Restauratorin über Manuskripte : Schatz so wertvoll wie alle Bibliotheken Deutschlands

"Selbst denjenigen, die nicht lesen oder schreiben können, ist klar, dass diese Dokumente ein unfassbarer kultureller Schatz sind."

Das sagte Eva Brozowksy der Zeitung "Die Welt". Die Restauratorin koordiniert die Rettung tausender Manuskripte, die während der Besetzung Nordmalis vor zwei Jahren von Timbuktu nach Bamako geschmuggelt wurden. Eva Brozowsky sagte, bei den Dokumenten handele es sich um einen Schatz, den man nur mit dem Bestand sämtlicher Bibliotheken in Deutschland vergleichen könne. Die meisten Schriften seien noch gar nicht von Wissenschaftlern erfasst worden. Bei der Restaurierung der Manuskripte sei nun höchste Eile geboten. Viele seien schon jetzt sehr fragil.
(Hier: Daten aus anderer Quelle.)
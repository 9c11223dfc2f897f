//! In-memory emulation of the judge site, quirks included.
//!
//! Serves the Moodle login form with a one-time `logintoken`, sets a session
//! cookie on successful login, and answers the JSON backend under `/py/` the
//! way the real one does: submissions acknowledge with `result` instead of
//! `status`, the protocol endpoint omits the status key entirely, and missing
//! runs yield an HTML 404 page.

use std::collections::{BTreeMap, HashMap, HashSet};
use std::sync::Arc;

use axum::{
    extract::{Multipart, Path, Query, State},
    http::{header, HeaderMap, StatusCode},
    response::{Html, IntoResponse, Response},
    routing::{get, post},
    Form, Json, Router,
};
use serde::{Deserialize, Serialize};
use serde_json::{json, Value};
use tokio::{net::TcpListener, sync::RwLock};
use uuid::Uuid;

pub const USERNAME: &str = "student";
pub const PASSWORD: &str = "secret";
pub const USER_ID: u64 = 42;
pub const SESSION_COOKIE: &str = "MoodleSession";
pub const LOGGED_IN_MARKER: &str = "Вы зашли под именем";
/// Number of tests every stored run is judged on.
pub const TEST_COUNT: usize = 3;

#[derive(Clone, Debug, Serialize, Deserialize)]
pub struct StoredRun {
    pub id: u64,
    pub problem_id: u64,
    pub user_id: u64,
    pub create_time: String,
    pub language_id: i64,
    pub source: String,
}

#[derive(Debug, Default)]
pub struct Store {
    login_tokens: HashSet<String>,
    sessions: HashMap<String, u64>,
    runs: BTreeMap<u64, StoredRun>,
}

pub type Db = Arc<RwLock<Store>>;

pub fn app() -> Router {
    let db: Db = Arc::new(RwLock::new(Store::default()));
    Router::new()
        .route("/login/index.php", get(login_page).post(login))
        .route("/py/problem/{id}/submit", post(submit))
        .route("/py/problem/{id}/filter-runs", get(filter_runs))
        .route("/py/problem/run/{id}/source", get(run_source))
        .route("/py/protocol/get/{id}", get(protocol))
        .with_state(db)
}

pub async fn run(listener: TcpListener) -> Result<(), std::io::Error> {
    axum::serve(listener, app()).await
}

// --- front-end ---

async fn login_page(State(db): State<Db>) -> Html<String> {
    let token = Uuid::new_v4().simple().to_string();
    db.write().await.login_tokens.insert(token.clone());
    Html(format!(
        r#"<html><body><div id="page-content">
<form class="mt-3" action="/login/index.php" method="post" id="login">
    <input id="anchor" type="hidden" name="anchor" value="">
    <script>document.getElementById('anchor').value = location.hash;</script>
    <input type="hidden" name="logintoken" value="{token}">
    <input type="text" name="username" id="username" value="">
    <input type="password" name="password" id="password" value="">
</form></div></body></html>"#
    ))
}

#[derive(Debug, Deserialize)]
pub struct LoginForm {
    #[serde(default)]
    pub logintoken: String,
    #[serde(default)]
    pub username: String,
    #[serde(default)]
    pub password: String,
}

async fn login(State(db): State<Db>, headers: HeaderMap, Form(form): Form<LoginForm>) -> Response {
    let mut store = db.write().await;
    let token_ok = store.login_tokens.remove(&form.logintoken);
    if !token_ok || form.username != USERNAME || form.password != PASSWORD {
        tracing::info!(username = %form.username, token_ok, "login rejected");
        return Html(
            r#"<html><body><form id="login"></form>
<div class="loginerrors">Неверный логин или пароль, попробуйте заново.</div></body></html>"#
                .to_string(),
        )
        .into_response();
    }

    let sid = Uuid::new_v4().simple().to_string();
    store.sessions.insert(sid.clone(), USER_ID);
    let host = headers
        .get(header::HOST)
        .and_then(|h| h.to_str().ok())
        .unwrap_or("localhost");
    let page = format!(
        r#"<html><body><div id="page-footer"><div>
<div class="logininfo">{LOGGED_IN_MARKER} <a href="http://{host}/user/profile.php?id={USER_ID}" title="Просмотр профиля">{USERNAME}</a>
(<a href="http://{host}/login/logout.php?sesskey=abc">Выход</a>)</div>
</div></div></body></html>"#
    );
    (
        [(header::SET_COOKIE, format!("{SESSION_COOKIE}={sid}; Path=/"))],
        Html(page),
    )
        .into_response()
}

// --- back-end ---

fn session_user(store: &Store, headers: &HeaderMap) -> Option<u64> {
    headers
        .get_all(header::COOKIE)
        .iter()
        .filter_map(|v| v.to_str().ok())
        .flat_map(|v| v.split(';'))
        .filter_map(|pair| pair.trim().split_once('='))
        .find(|(name, _)| *name == SESSION_COOKIE)
        .and_then(|(_, sid)| store.sessions.get(sid).copied())
}

fn unauthorized() -> Response {
    (
        StatusCode::FORBIDDEN,
        Json(json!({ "status": "error", "error": "Unauthorized" })),
    )
        .into_response()
}

fn backend_error(message: &str) -> Response {
    Json(json!({ "result": "error", "error": message })).into_response()
}

async fn submit(
    State(db): State<Db>,
    headers: HeaderMap,
    Path(problem_id): Path<u64>,
    mut multipart: Multipart,
) -> Response {
    let Some(user_id) = session_user(&*db.read().await, &headers) else {
        return unauthorized();
    };

    let mut lang_id = None;
    let mut source = None;
    loop {
        let field = match multipart.next_field().await {
            Ok(Some(field)) => field,
            Ok(None) => break,
            Err(_) => return backend_error("Malformed form data"),
        };
        let name = field.name().map(str::to_string);
        match name.as_deref() {
            Some("lang_id") => lang_id = field.text().await.ok().and_then(|t| t.parse::<i64>().ok()),
            Some("file") => source = field.bytes().await.ok(),
            _ => {}
        }
    }

    let Some(language_id) = lang_id else {
        return backend_error("Invalid lang_id");
    };
    let Some(source) = source.filter(|s| !s.is_empty()) else {
        return backend_error("Empty file");
    };

    let mut store = db.write().await;
    let id = store.runs.len() as u64 + 1;
    let run = StoredRun {
        id,
        problem_id,
        user_id,
        create_time: format!("2024-01-01T00:00:{:02}", id % 60),
        language_id,
        source: String::from_utf8_lossy(&source).into_owned(),
    };
    tracing::info!(run_id = id, problem_id, user_id, "stored submission");
    store.runs.insert(id, run);
    Json(json!({ "result": "success" })).into_response()
}

#[derive(Debug, Deserialize)]
pub struct RunsQuery {
    pub user_id: u64,
    #[serde(default = "default_count")]
    pub count: usize,
    #[serde(default = "default_page")]
    pub page: usize,
}

fn default_count() -> usize {
    20
}

fn default_page() -> usize {
    1
}

async fn filter_runs(
    State(db): State<Db>,
    headers: HeaderMap,
    Path(problem_id): Path<u64>,
    Query(query): Query<RunsQuery>,
) -> Response {
    let store = db.read().await;
    if session_user(&store, &headers).is_none() {
        return unauthorized();
    }
    let skip = query.page.saturating_sub(1) * query.count;
    let runs: Vec<Value> = store
        .runs
        .values()
        .rev()
        .filter(|r| r.problem_id == problem_id && r.user_id == query.user_id)
        .skip(skip)
        .take(query.count)
        .map(|r| {
            json!({
                "id": r.id,
                "create_time": r.create_time,
                "ejudge_language_id": r.language_id,
                "ejudge_score": 100,
                "ejudge_status": 0,
                "ejudge_test_num": TEST_COUNT,
            })
        })
        .collect();
    Json(json!({ "status": "success", "data": runs })).into_response()
}

async fn run_source(State(db): State<Db>, headers: HeaderMap, Path(run_id): Path<u64>) -> Response {
    let store = db.read().await;
    if session_user(&store, &headers).is_none() {
        return unauthorized();
    }
    match store.runs.get(&run_id) {
        Some(run) => Json(json!({
            "status": "success",
            "data": { "id": run.id, "source": run.source, "language_id": run.language_id }
        }))
        .into_response(),
        None => (
            StatusCode::NOT_FOUND,
            Json(json!({ "status": "error", "error": "Run not found" })),
        )
            .into_response(),
    }
}

async fn protocol(State(db): State<Db>, headers: HeaderMap, Path(run_id): Path<u64>) -> Response {
    let store = db.read().await;
    if session_user(&store, &headers).is_none() {
        return unauthorized();
    }
    if !store.runs.contains_key(&run_id) {
        return (StatusCode::NOT_FOUND, Html("<h1>Not Found</h1>")).into_response();
    }
    let tests: serde_json::Map<String, Value> = (1..=TEST_COUNT)
        .map(|n| {
            (
                n.to_string(),
                json!({
                    "max_memory_used": 1024 * n,
                    "real_time": 10 * n,
                    "status": "OK",
                    "string_status": "OK",
                    "time": 5 * n,
                }),
            )
        })
        .collect();
    // No status key: the client infers it from the HTTP code.
    Json(json!({ "tests": tests })).into_response()
}

#[cfg(test)]
mod tests {
    use super::*;

    #[test]
    fn login_form_accepts_missing_fields() {
        let form: LoginForm = serde_json::from_str(r#"{"username":"a"}"#).unwrap();
        assert_eq!(form.username, "a");
        assert!(form.logintoken.is_empty());
    }

    #[test]
    fn runs_query_defaults_paging() {
        let query: RunsQuery = serde_json::from_str(r#"{"user_id":42}"#).unwrap();
        assert_eq!(query.count, 20);
        assert_eq!(query.page, 1);
    }

    #[test]
    fn session_cookie_is_found_among_others() {
        let mut store = Store::default();
        store.sessions.insert("abc".to_string(), 7);
        let mut headers = HeaderMap::new();
        headers.insert(header::COOKIE, "theme=dark; MoodleSession=abc".parse().unwrap());
        assert_eq!(session_user(&store, &headers), Some(7));
    }

    #[test]
    fn unknown_session_is_rejected() {
        let store = Store::default();
        let mut headers = HeaderMap::new();
        headers.insert(header::COOKIE, "MoodleSession=nope".parse().unwrap());
        assert_eq!(session_user(&store, &headers), None);
    }
}
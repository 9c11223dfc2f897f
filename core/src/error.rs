//! Error types for the informatics client.
//!
//! # Design
//! Only conditions the caller has to react to differently get their own
//! variant. Transport failures are kept apart from everything the backend
//! says, and a backend that reports success with a payload of the wrong shape
//! (`SchemaMismatch`) is kept apart from a backend that reports an error
//! (`Backend`). Malformed bodies never reach this type: the normalizer folds
//! them into a synthetic error envelope.

use thiserror::Error;

/// Errors returned by the session, dispatcher and endpoint client.
#[derive(Debug, Error)]
pub enum ApiError {
    /// The HTTP round-trip itself failed (timeout, refused connection, DNS).
    #[error(transparent)]
    Transport(#[from] TransportError),

    /// An authenticated operation was attempted before a successful login.
    #[error("not logged in")]
    Unauthorized,

    /// No route with this name exists in the selected table.
    #[error("unknown {origin} route '{name}'")]
    UnknownRoute { name: String, origin: &'static str },

    /// The number of parameters does not match the route template.
    #[error("route '{name}' takes {expected} parameters, got {got}")]
    RouteParams {
        name: String,
        expected: usize,
        got: usize,
    },

    /// A scraped HTML page no longer has the structure the extractor expects.
    #[error("site layout changed on {page} page: {detail}")]
    LayoutChanged { page: &'static str, detail: String },

    /// The backend answered with an error envelope.
    #[error("backend error: {reason}")]
    Backend { reason: String },

    /// The backend reported success but sent no data under the route key.
    #[error("response has no '{route_key}' section")]
    MissingPayload { route_key: &'static str },

    /// The payload is present but does not have the expected shape.
    #[error(transparent)]
    SchemaMismatch(#[from] SchemaMismatch),

    /// A local file to be submitted could not be read.
    #[error("failed to read submission file: {0}")]
    Io(#[from] std::io::Error),
}

impl ApiError {
    /// True when repeating the same call may succeed.
    pub fn is_retryable(&self) -> bool {
        matches!(self, ApiError::Transport(e) if e.is_retryable())
    }
}

/// Classification of a failed HTTP round-trip.
#[derive(Debug, Clone, Copy, PartialEq, Eq)]
pub enum TransportErrorKind {
    Timeout,
    Connect,
    Other,
}

/// A failed HTTP round-trip, as reported by a [`crate::Transport`].
#[derive(Debug, Clone, Error)]
#[error("transport error ({kind:?}): {message}")]
pub struct TransportError {
    pub kind: TransportErrorKind,
    pub message: String,
}

impl TransportError {
    pub fn new(kind: TransportErrorKind, message: impl Into<String>) -> Self {
        Self {
            kind,
            message: message.into(),
        }
    }

    pub fn is_retryable(&self) -> bool {
        matches!(
            self.kind,
            TransportErrorKind::Timeout | TransportErrorKind::Connect
        )
    }
}

/// A payload that is present but cannot be turned into the schema's records.
#[derive(Debug, Clone, PartialEq, Eq, Error)]
#[error("{schema} payload does not match: {detail}")]
pub struct SchemaMismatch {
    pub schema: &'static str,
    pub detail: String,
}

impl SchemaMismatch {
    pub fn new(schema: &'static str, detail: impl Into<String>) -> Self {
        Self {
            schema,
            detail: detail.into(),
        }
    }
}

#[cfg(test)]
mod tests {
    use super::*;

    #[test]
    fn timeouts_and_connect_failures_are_retryable() {
        let timeout = ApiError::from(TransportError::new(TransportErrorKind::Timeout, "5s"));
        let connect = ApiError::from(TransportError::new(TransportErrorKind::Connect, "refused"));
        let other = ApiError::from(TransportError::new(TransportErrorKind::Other, "bad uri"));
        assert!(timeout.is_retryable());
        assert!(connect.is_retryable());
        assert!(!other.is_retryable());
        assert!(!ApiError::Unauthorized.is_retryable());
    }

    #[test]
    fn backend_and_schema_errors_render_differently() {
        let backend = ApiError::Backend {
            reason: "limit exceeded".to_string(),
        };
        let mismatch = ApiError::from(SchemaMismatch::new("runs", "missing field `id`"));
        assert_eq!(backend.to_string(), "backend error: limit exceeded");
        assert_eq!(
            mismatch.to_string(),
            "runs payload does not match: missing field `id`"
        );
    }
}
Finanziert wird das Projekt zur Rettung der gut 270.000 Dokumente unter anderem vom Auswärtigen Amt und der Gerda-Henkel-Stiftung.

Feuilleton würdigt Mickey Rooney - "Der Straßenköter, der sich durch Hollywood biss"

Der große kleine Mann Amerikas.

Mit dieser Überschrift würdigt das Feuilleton der "Frankfurter Allgemeinen Zeitung" den verstorbenen US-Schauspieler Mickey Rooney. Der Darsteller sei zwar nur einen Meter 58 groß gewesen, aber dafür mit Charme und Talent gesegnet, das im 20. Jahrhundert seines gleichen suche. 300 Filme, acht Ehefrauen und mehrere Vermögen im Spielrausch verloren - das fasziniert die FAZ. Die "Süddeutsche Zeitung" spricht hingegen von einem Überlebenskünstler, dem immer wieder das Comeback gelungen sei. Die Zeitung "Die Welt" formuliert es so: Mickey Rooney sei der erste Underdog in den USA gewesen, der ein Superstar war. Der Nachruf ist deshalb mit den Worten überschrieben: "Der Straßenköter, der sich durch Hollywood biss".